Die permanente Überlastung einer Behörde stellt keinen zureichenden Grund für die Nichtbescheidung eines Antrags dar.

Bei Untätigkeit des Bundesamtes für Migration und Flüchtlinge im Hinblick auf einen Wiederaufgreifensantrag besteht lediglich ein Anspruch auf Entscheidung über den Wiederaufgreifensantrag in angemessener Frist, jedoch nicht auf Verpflichtung zur Feststellung eines Abschiebungsverbotes, da das Gericht daran gehindert ist, "durchzuentscheiden".

Schlagwörter: Untätigkeitsklage, hohe Arbeitsbelastung, hohe Geschäftsbelastung, Überlastung, Durchentscheiden, Asylantrag, Asylfolgeantrag,
Normen: VwGO § 75,
Auszüge:

[...]

Die Beklagte beruft sich zur Darlegung eines zureichenden Grundes für die Nichtbescheidung des Antrages allein auf die hohe Geschäftsbelastung des Bundesamtes für Migration und Flüchtlinge (im Folgenden: Bundesamt); die Zugangszahlen von Asylbewerbern seien exorbitant hoch. Dieser Herausforderung müsse im Asylbereich durch organisatorische Umverteilungsmaßnahmen und Priorisierungsentscheidungen Rechnung getragen werden. Derzeit seien alle Entscheider, Prozesssachbearbeiter und für den Asylbereich reaktivierte, im Asylrecht versierte Regionalkoordinatoren mit dem Abbau des weiter steigenden Antragsanfalls beschäftigt. Damit ist ein zureichender Grund indes nicht dargelegt. Zwar kann sich ein zureichender Grund aus einer kurzfristigen besonderen Geschäftsbelastung ergeben. Ein zureichender Grund liegt jedoch nicht bei einer permanenten Überlastung bestimmter Behörden vor, weil es in einem solchen Fall Aufgabe des zuständigen Ministeriums bzw. der Behördenleitung ist, für hinreichenden Ersatz zu sorgen oder entsprechende organisatorische Maßnahme zu treffen (vgl. Verwaltungsgericht Düsseldorf, Urteil vom 30. Oktober 2014 - 24 K 992/14.A -, juris, Rn. 17, m.w.N.).

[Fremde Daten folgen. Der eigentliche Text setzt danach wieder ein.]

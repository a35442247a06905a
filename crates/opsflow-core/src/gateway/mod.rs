//! Resilient client gateway: the only path from the core to external systems.
//!
//! - **Lazy, once-only clients**: one pooled `reqwest::Client` per [`Target`], built on first
//!   use behind a per-target `tokio::sync::OnceCell`. Concurrent first callers all wait on the
//!   same initializer; no duplicate client is ever built or discarded.
//! - **Circuit breaking**: every call passes through the target's [`CircuitBreaker`] before the
//!   client is even looked up, so an open circuit fails fast without touching the network.
//! - **TLS**: verification follows `tls.verify`; [`Gateway::new`] refuses an unsafe config.

mod breaker;
pub mod llm;
pub mod workload;

pub use breaker::{BreakerPermit, BreakerState, CircuitBreaker};
pub use llm::{ChatCompletionsModel, Completion, CompletionRequest, LanguageModel};
pub use workload::{HttpWorkloadApi, WorkloadApi, WorkloadOp};

use std::fmt;
use std::future::Future;
use std::sync::Arc;
use std::time::Duration;

use chrono::{DateTime, Utc};
use dashmap::DashMap;
use serde::{Deserialize, Serialize};
use tokio::sync::OnceCell;
use tracing::{debug, info, warn};

use crate::config::CoreConfig;
use crate::error::{OpsError, Result};

/// External systems reachable through the gateway.
#[derive(Debug, Clone, Copy, PartialEq, Eq, Hash, Serialize, Deserialize)]
#[serde(rename_all = "snake_case")]
pub enum Target {
    Workload,
    LanguageModel,
    Graph,
}

impl Target {
    pub fn as_str(&self) -> &'static str {
        match self {
            Target::Workload => "workload",
            Target::LanguageModel => "language_model",
            Target::Graph => "graph",
        }
    }
}

impl fmt::Display for Target {
    fn fmt(&self, f: &mut fmt::Formatter<'_>) -> fmt::Result {
        f.write_str(self.as_str())
    }
}

/// A pooled HTTP client bound to one target's base URL.
#[derive(Debug)]
pub struct ClientHandle {
    target: Target,
    http: reqwest::Client,
    base_url: String,
    created_at: DateTime<Utc>,
}

impl ClientHandle {
    pub fn target(&self) -> Target {
        self.target
    }

    pub fn http(&self) -> &reqwest::Client {
        &self.http
    }

    pub fn base_url(&self) -> &str {
        &self.base_url
    }

    pub fn created_at(&self) -> DateTime<Utc> {
        self.created_at
    }

    /// Join `path` onto the base URL.
    pub fn url(&self, path: &str) -> String {
        format!(
            "{}/{}",
            self.base_url.trim_end_matches('/'),
            path.trim_start_matches('/')
        )
    }
}

/// Failure reported by a backend. Never carries response bodies.
#[derive(Debug, Clone, PartialEq, Eq)]
pub enum UpstreamError {
    /// Connect/timeout/5xx/429: retryable and counted by the breaker.
    Transient(String),
    /// Non-retryable answer (4xx). The upstream is healthy; the breaker treats it as success.
    Rejected { status: u16 },
}

impl UpstreamError {
    pub fn from_status(status: reqwest::StatusCode) -> Self {
        if status.is_server_error()
            || status == reqwest::StatusCode::TOO_MANY_REQUESTS
            || status == reqwest::StatusCode::REQUEST_TIMEOUT
        {
            UpstreamError::Transient(format!("status {}", status.as_u16()))
        } else {
            UpstreamError::Rejected {
                status: status.as_u16(),
            }
        }
    }

    /// Classify a reqwest error. The URL (which may embed credentials) is stripped first.
    pub fn from_reqwest(e: reqwest::Error) -> Self {
        let e = e.without_url();
        if let Some(status) = e.status() {
            return Self::from_status(status);
        }
        if e.is_timeout() {
            UpstreamError::Transient("timed out".to_string())
        } else if e.is_connect() {
            UpstreamError::Transient("connection failed".to_string())
        } else if e.is_decode() {
            UpstreamError::Transient("undecodable response".to_string())
        } else {
            UpstreamError::Transient(e.to_string())
        }
    }
}

/// Connection settings derived from [`CoreConfig`].
#[derive(Debug, Clone)]
pub struct GatewaySettings {
    pub verify_tls: bool,
    pub pool_max_idle_per_host: usize,
    pub timeout: Duration,
    pub failure_threshold: u32,
    pub cooldown: Duration,
    pub workload_url: String,
    pub llm_url: String,
    pub graph_url: String,
}

impl GatewaySettings {
    pub fn from_config(config: &CoreConfig) -> Self {
        Self {
            verify_tls: config.tls.verify,
            pool_max_idle_per_host: config.pool.max_idle_per_host,
            timeout: Duration::from_millis(config.pool.timeout_ms),
            failure_threshold: config.breaker.failure_threshold,
            cooldown: Duration::from_millis(config.breaker.cooldown_ms),
            workload_url: config.workload.base_url.clone(),
            llm_url: config.llm.base_url.clone(),
            graph_url: config.graph.base_url.clone(),
        }
    }

    fn base_url(&self, target: Target) -> &str {
        match target {
            Target::Workload => &self.workload_url,
            Target::LanguageModel => &self.llm_url,
            Target::Graph => &self.graph_url,
        }
    }
}

pub struct Gateway {
    settings: GatewaySettings,
    clients: DashMap<Target, Arc<OnceCell<Arc<ClientHandle>>>>,
    breakers: DashMap<Target, Arc<CircuitBreaker>>,
    constructions: DashMap<Target, usize>,
    workload: Arc<dyn WorkloadApi>,
    model: Option<Arc<dyn LanguageModel>>,
    llm_defaults: (u32, f32),
}

impl Gateway {
    /// Build the gateway. Fails with `Configuration` when TLS settings are unsafe for the profile.
    pub fn new(
        config: &CoreConfig,
        workload: Arc<dyn WorkloadApi>,
        model: Option<Arc<dyn LanguageModel>>,
    ) -> Result<Self> {
        config.validate_tls()?;
        Ok(Self {
            settings: GatewaySettings::from_config(config),
            clients: DashMap::new(),
            breakers: DashMap::new(),
            constructions: DashMap::new(),
            workload,
            model,
            llm_defaults: (config.llm.max_tokens, config.llm.temperature),
        })
    }

    pub fn has_model(&self) -> bool {
        self.model.is_some()
    }

    /// Returns the shared client for `target`, constructing it on first use.
    pub async fn get_client(&self, target: Target) -> Result<Arc<ClientHandle>> {
        // Clone the cell out so no map guard is held while the initializer runs.
        let cell = Arc::clone(self.clients.entry(target).or_default().value());
        let handle = cell
            .get_or_try_init(|| async { self.build_client(target) })
            .await?;
        Ok(Arc::clone(handle))
    }

    fn build_client(&self, target: Target) -> Result<Arc<ClientHandle>> {
        let http = reqwest::Client::builder()
            .timeout(self.settings.timeout)
            .pool_max_idle_per_host(self.settings.pool_max_idle_per_host)
            .danger_accept_invalid_certs(!self.settings.verify_tls)
            .build()
            .map_err(|e| {
                OpsError::Configuration(format!(
                    "failed to build {} client: {}",
                    target,
                    e.without_url()
                ))
            })?;
        *self.constructions.entry(target).or_insert(0) += 1;
        info!(
            target: "opsflow::gateway",
            upstream = %target,
            verify_tls = self.settings.verify_tls,
            "client constructed"
        );
        Ok(Arc::new(ClientHandle {
            target,
            http,
            base_url: self.settings.base_url(target).to_string(),
            created_at: Utc::now(),
        }))
    }

    /// Number of clients ever built for `target` (at most one per process).
    pub fn construction_count(&self, target: Target) -> usize {
        self.constructions.get(&target).map(|c| *c).unwrap_or(0)
    }

    fn breaker(&self, target: Target) -> Arc<CircuitBreaker> {
        let settings = &self.settings;
        Arc::clone(
            self.breakers
                .entry(target)
                .or_insert_with(|| {
                    Arc::new(CircuitBreaker::new(
                        settings.failure_threshold,
                        settings.cooldown,
                    ))
                })
                .value(),
        )
    }

    pub fn breaker_state(&self, target: Target) -> BreakerState {
        self.breaker(target).state()
    }

    /// Run `operation` against `target` under its circuit breaker.
    ///
    /// An open circuit returns `CircuitOpen` before the client is touched and before `f` runs.
    pub async fn call<T, F, Fut>(&self, target: Target, operation: &str, f: F) -> Result<T>
    where
        F: FnOnce(Arc<ClientHandle>) -> Fut,
        Fut: Future<Output = std::result::Result<T, UpstreamError>>,
    {
        let breaker = self.breaker(target);
        let permit = match breaker.try_acquire() {
            Some(p) => p,
            None => {
                debug!(target: "opsflow::gateway", upstream = %target, operation, "circuit open; failing fast");
                return Err(OpsError::CircuitOpen {
                    target: target.to_string(),
                });
            }
        };
        if permit.is_probe() {
            info!(target: "opsflow::gateway", upstream = %target, operation, "half-open probe");
        }
        let client = self.get_client(target).await?;

        match f(client).await {
            Ok(v) => {
                permit.success();
                Ok(v)
            }
            Err(UpstreamError::Transient(message)) => {
                permit.failure();
                warn!(
                    target: "opsflow::gateway",
                    upstream = %target,
                    operation,
                    breaker = ?breaker.state(),
                    "transient upstream failure"
                );
                debug!(target: "opsflow::gateway", upstream = %target, operation, detail = %message);
                Err(OpsError::TransientUpstream {
                    target: target.to_string(),
                    operation: operation.to_string(),
                    message,
                })
            }
            Err(UpstreamError::Rejected { status }) => {
                permit.success();
                warn!(target: "opsflow::gateway", upstream = %target, operation, status, "upstream rejected request");
                Err(OpsError::Upstream {
                    target: target.to_string(),
                    operation: operation.to_string(),
                    status,
                })
            }
        }
    }

    /// Execute a workload-automation operation.
    pub async fn workload(&self, op: WorkloadOp) -> Result<serde_json::Value> {
        let api = Arc::clone(&self.workload);
        let name = op.name();
        self.call(Target::Workload, name, move |client| async move {
            api.execute(&client, &op).await
        })
        .await
    }
}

Nach diesen Maßgaben ist die Überlastung des Bundesamtes ersichtlich nicht auf eine kurzfristige Geschäftsbelastung, sondern auf einen spätestens seit 2012 sprunghaft ansteigenden und anhaltend hohen Arbeitsanfall zurückzuführen, wie die Beklagte selbst mit Zahlenmaterial darlegt. Die Klägerin stellte ihren Wiederaufgreifensantrag am 2. April 2013. Bis zum Zeitpunkt der gerichtlichen Entscheidung ist ihr Antrag vom Bundesamt nicht beschieden worden. Nachfragen des Gerichts im Laufe des verwaltungsgerichtlichen Verfahrens wurden von der Beklagten mit Schriftsatz des Bundesamtes vom 12. August 2014 dahingehend beantwortet, dass "zum jetzigen Zeitpunkt noch nicht abgeschätzt werden" könne, wann mit einer Entscheidung im vorliegenden Verfahren zu rechnen sei. Danach genügen die vom Bundesamt dargelegten Maßnahmen offensichtlich nicht, die in hoher Zahl anfallenden Asylverfahren in angemessener Zeit bearbeiten zu können. Es wäre insoweit Aufgabe und Pflicht der zuständigen Stelle, das Bundesamt in dem erforderlichen Umfang mit Personal auszustatten (vgl. VG Düsseldorf, a.a.O., Rn. 19).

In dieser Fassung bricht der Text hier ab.